A.C. Giavenocoazze
- Full name: Associazione Calcistica Giavenocoazze
- Nickname: Rossoblu (Red-blues)
- Founded: 1987
- Ground: Stadio Comunale, Giaveno, Italy
- Capacity: 400
- Chairman: Luciano Giraudo
- Manager: Rino Grasso
- League: Prima Categoria
- 2022–23: Prima Categoria, 14th
| Home colours | Away colours |

= FCD Lottogiaveno =

Associazione Calcistica Giavenocoazze (formerly Football Club Giaveno) is an Italian association football club located in Giaveno, Piedmont. It currently plays in Prima Categoria. Its colors are red and blue.

==History==
The club was founded in 1968 with the name of U.S. Giaveno. Giaveno spent a long time in the regional Piedmont leagues, and wouldn't gain promotion from the Terza Categoria until the 1980s. When the team finally promoted, they succeeded in a double promotion, gaining promotion to the Prima Categoria.

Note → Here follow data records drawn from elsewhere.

impl DisplayFunction {
    /// Create a display function from measured (DDL, luminance) pairs.
    ///
    /// The pairs may be sparse and unsorted; they are ordered by DDL,
    /// entries beyond `max_ddl` are dropped with a warning, and sparse
    /// tables are interpolated with a cubic spline onto the full DDL
    /// range. An empty table or a zero `max_ddl` yields an invalid
    /// function; check [`is_valid`](DisplayFunction::is_valid) before use.
    pub fn new(model: DisplayModel, ddl: &[u16], lum: &[f64], max_ddl: u16) -> Self {
        let mut f = DisplayFunction {
            model,
            valid: false,
            ddl: Vec::new(),
            lum: Vec::new(),
            max_ddl,
            ambient: 0.0,
            min_lum: 0.0,
            max_lum: 0.0,
            gsdf: Vec::new(),
            gsdf_index: Vec::new(),
            gsdf_spline: Vec::new(),
            cache: Mutex::new(std::array::from_fn(|_| None)),
        };
        if max_ddl == 0 || ddl.is_empty() || ddl.len() != lum.len() {
            warn!("invalid display characteristic data, display function unusable");
            return f;
        }
        f.create_sorted_table(ddl, lum);
        f.valid = !f.ddl.is_empty()
            && f.calculate_min_max()
            && f.interpolate_values()
            && f.prepare_model();
        f
    }

    /// Create a display function for an idealized device whose luminance
    /// rises linearly from `lum_min` to `lum_max` over `count` levels.
    pub fn with_luminance_range(
        model: DisplayModel,
        lum_min: f64,
        lum_max: f64,
        count: usize,
    ) -> Self {
        if count < 2 || lum_min >= lum_max {
            return Self::new(model, &[], &[], 0);
        }
        let max_ddl = (count - 1) as u16;
        let ddl: Vec<u16> = (0..count as u32).map(|i| i as u16).collect();
        let step = (lum_max - lum_min) / max_ddl as f64;
        let lum: Vec<f64> = (0..count).map(|i| lum_min + step * i as f64).collect();
        Self::new(model, &ddl, &lum, max_ddl)
    }

    /// Read a display characteristic file.
    ///
    /// The format is line oriented: `#` starts a comment, the first entry
    /// must be `max <n>` (the maximum DDL), optionally followed by
    /// `amb <value>` (ambient light), then one `<ddl> <luminance>` pair
    /// per entry.
    pub fn from_file(model: DisplayModel, path: impl AsRef<Path>) -> Result<Self, Error> {
        let path = path.as_ref();
        let text = std::fs::read_to_string(path).context(ReadCalibrationFileSnafu { path })?;
        let mut tokens = text
            .lines()
            .map(|line| line.split('#').next().unwrap_or(""))
            .flat_map(|line| line.split_whitespace())
            .peekable();

        let invalid = |reason: &str| {
            InvalidCalibrationFileSnafu {
                path,
                reason: reason.to_string(),
            }
            .build()
        };

        if tokens.next() != Some("max") {
            return Err(invalid("missing 'max' keyword for the maximum DDL value"));
        }
        let max_ddl: u16 = tokens
            .next()
            .and_then(|t| t.parse().ok())
            .filter(|&v| v > 0)
            .ok_or_else(|| invalid("invalid or missing maximum DDL value"))?;

        let mut ambient = 0.0;
        if tokens.peek() == Some(&"amb") {
            tokens.next();
            let value: f64 = tokens
                .next()
                .and_then(|t| t.parse().ok())
                .ok_or_else(|| invalid("invalid ambient light value"))?;
            if value < 0.0 {
                warn!("negative ambient light in display file, ignoring");
            } else {
                ambient = value;
            }
        }

        let mut ddl = Vec::new();
        let mut lum = Vec::new();
        while let Some(first) = tokens.next() {
            if ddl.len() > max_ddl as usize {
                warn!("too many entries in display file, ignoring the rest");
                break;
            }
            let d: u16 = first
                .parse()
                .map_err(|_| invalid("malformed DDL value"))?;
            let l: f64 = tokens
                .next()
                .and_then(|t| t.parse().ok())
                .ok_or_else(|| invalid("missing luminance value"))?;
            if d > max_ddl {
                warn!(
                    "DDL value ({}) exceeds maximum ({}) in display file, ignoring entry",
                    d, max_ddl
                );
                continue;
            }
            ddl.push(d);
            lum.push(l);
        }
        if ddl.is_empty() {
            return Err(invalid("no characteristic entries"));
        }
        let mut f = Self::new(model, &ddl, &lum, max_ddl);
        f.ambient = ambient;
        Ok(f)
    }

    /// Whether the function was constructed from usable data.
    pub fn is_valid(&self) -> bool {
        self.valid
    }

    /// The calibration model.
    pub fn model(&self) -> DisplayModel {
        self.model
    }

    /// The maximum device driving level.
    pub fn max_ddl_value(&self) -> u16 {
        self.max_ddl
    }

    /// The smallest measured luminance (without ambient light).
    pub fn min_luminance(&self) -> f64 {
        self.min_lum
    }

    /// The largest measured luminance (without ambient light).
    pub fn max_luminance(&self) -> f64 {
        self.max_lum
    }

    /// The current ambient light term.
    pub fn ambient_light(&self) -> f64 {
        self.ambient
    }

    /// Set the ambient light term (in the luminance unit of the table).
    ///
    /// Any cached display LUT is discarded, since the ambient term is
    /// additive inside the luminance table and requires a full rebuild.
    pub fn set_ambient_light(&mut self, value: f64) -> bool {
        if value >= 0.0 {
            self.ambient = value;
            self.clear_cached_tables();
            true
        } else {
            false
        }
    }

    /// Discard all cached display LUTs.
    pub fn clear_cached_tables(&self) {
        let mut cache = self.cache.lock().unwrap();
        for slot in cache.iter_mut() {
            *slot = None;
        }
    }

    /// Get (building on first use) the display LUT for the given input
    /// bit width (2 to 16 bits).
    ///
    /// Returns `None` when the function is invalid, the bit width is out
    /// of range, or the table could not be computed.
    pub fn lookup_table(&self, bits: u16) -> Option<Arc<DisplayLut>> {
        if !self.valid || !(MIN_DISPLAY_BITS..=MAX_DISPLAY_BITS).contains(&bits) {
            return None;
        }
        let count = (maxval(bits) + 1) as usize;
        let slot = (bits - MIN_DISPLAY_BITS) as usize;
        let mut cache = self.cache.lock().unwrap();
        if let Some(lut) = &cache[slot] {
            if lut.count() == count && lut.ambient == self.ambient {
                return Some(Arc::clone(lut));
            }
            cache[slot] = None;
        }
        let lut = self.create_lut(count).map(Arc::new);
        if let Some(lut) = &lut {
            cache[slot] = Some(Arc::clone(lut));
        }
        lut
    }

    fn create_sorted_table(&mut self, ddl: &[u16], lum: &[f64]) {
        // last entry per DDL wins, result ordered by DDL
        let mut slots: Vec<Option<usize>> = vec![None; self.max_ddl as usize + 1];
        for (i, &d) in ddl.iter().enumerate() {
            if d <= self.max_ddl {
                slots[d as usize] = Some(i);
            } else {
                warn!(
                    "DDL value ({}) exceeds maximum ({}), ignoring entry",
                    d, self.max_ddl
                );
            }
        }
        for slot in slots.into_iter().flatten() {
            self.ddl.push(ddl[slot]);
            self.lum.push(lum[slot].max(0.0));
        }
        if self.lum.windows(2).any(|w| w[1] < w[0]) {
            warn!("luminance values (ordered by DDL) do not ascend monotonously");
        }
    }

    fn calculate_min_max(&mut self) -> bool {
        if self.lum.is_empty() {
            return false;
        }
        self.min_lum = self.lum.iter().cloned().fold(f64::MAX, f64::min);
        self.max_lum = self.lum.iter().cloned().fold(f64::MIN, f64::max);
        true
    }

    /// Densify a sparse characteristic onto the full DDL range.
    fn interpolate_values(&mut self) -> bool {
        if self.ddl.len() > self.max_ddl as usize {
            return true;
        }
        let x: Vec<f64> = self.ddl.iter().map(|&d| d as f64).collect();
        let y2 = match spline::coefficients(&x, &self.lum) {
            Some(y2) => y2,
            None => return false,
        };
        debug!(
            "interpolating display characteristic from {} to {} entries",
            self.ddl.len(),
            self.max_ddl as usize + 1
        );
        let mut ddl = Vec::with_capacity(self.max_ddl as usize + 1);
        let mut lum = Vec::with_capacity(self.max_ddl as usize + 1);
        for d in 0..=self.max_ddl {
            ddl.push(d);
            lum.push(spline::interpolate(&x, &self.lum, &y2, d as f64).max(0.0));
        }
        self.ddl = ddl;
        self.lum = lum;
        true
    }

    fn prepare_model(&mut self) -> bool {
        match self.model {
            DisplayModel::Gsdf => {
                self.gsdf_index = (1..=GSDF_COUNT).map(|j| j as f64).collect();
                self.gsdf = self.gsdf_index.iter().map(|&j| gsdf_luminance(j)).collect();
                match spline::coefficients(&self.gsdf_index, &self.gsdf) {
                    Some(y2) => {
                        self.gsdf_spline = y2;
                        true
                    }
                    None => false,
                }
            }
            DisplayModel::Cielab => true,
        }
    }

    fn create_lut(&self, count: usize) -> Option<DisplayLut> {
        if count < 2 {
            return None;
        }
        let targets = match self.model {
            DisplayModel::Gsdf => {
                let jnd_min = jnd_index(self.min_lum + self.ambient);
                let jnd_max = jnd_index(self.max_lum + self.ambient);
                if jnd_max <= jnd_min {
                    return None;
                }
                let dist = (jnd_max - jnd_min) / (count - 1) as f64;
                (0..count)
                    .map(|i| {
                        let jnd = jnd_min + dist * i as f64;
                        spline::interpolate(&self.gsdf_index, &self.gsdf, &self.gsdf_spline, jnd)
                    })
                    .collect::<Vec<_>>()
            }
            DisplayModel::Cielab => {
                let white = self.max_lum + self.ambient;
                if white <= 0.0 {
                    return None;
                }
                let lab_min = lab_lightness((self.min_lum + self.ambient) / white);
                let dist = (100.0 - lab_min) / (count - 1) as f64;
                (0..count)
                    .map(|i| lab_luminance(lab_min + dist * i as f64) * white)
                    .collect::<Vec<_>>()
            }
        };
        // scan the sorted characteristic for the closest DDL per target
        let mut data = Vec::with_capacity(count);
        let mut j = 0;
        for target in targets {
            while j + 1 < self.lum.len() && self.lum[j] + self.ambient < target {
                j += 1;
            }
            if j > 0
                && (self.lum[j - 1] + self.ambient - target).abs()
                    < (self.lum[j] + self.ambient - target).abs()
            {
                j -= 1;
            }
            data.push(self.ddl[j]);
        }
        Some(DisplayLut {
            data,
            ambient: self.ambient,
        })
    }
}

In 1986 the football club merged with U.S. Coazze, giving the club a new name; A.C. Giaveno Coazze. The small club succeeded to conquer the championship of Prima Categoria at the first attempt, they went on to win the Promozione in order to pass into the hunt for the Eccellenza championship. Giaveno achieved Eccellenza victory the following season.

Giaveno first competed in Serie D during the 1989–90 season, and the successive season finished at sixth place in the championship. The following season the club were not as fortunate and were relegated; they only gained promotion back to Serie D during the 2002–03 season when they also changed denomination to F.C. Giaveno.

In 2007, after a sponsorship deal with Lotto Sport Italia, the club changed denomination to F.C.D. Lottogiaveno.

In 2011, after the end of the sponsorship deal with Lotto Sport Italia, the club changed denomination to A.C. Giavenocoazze.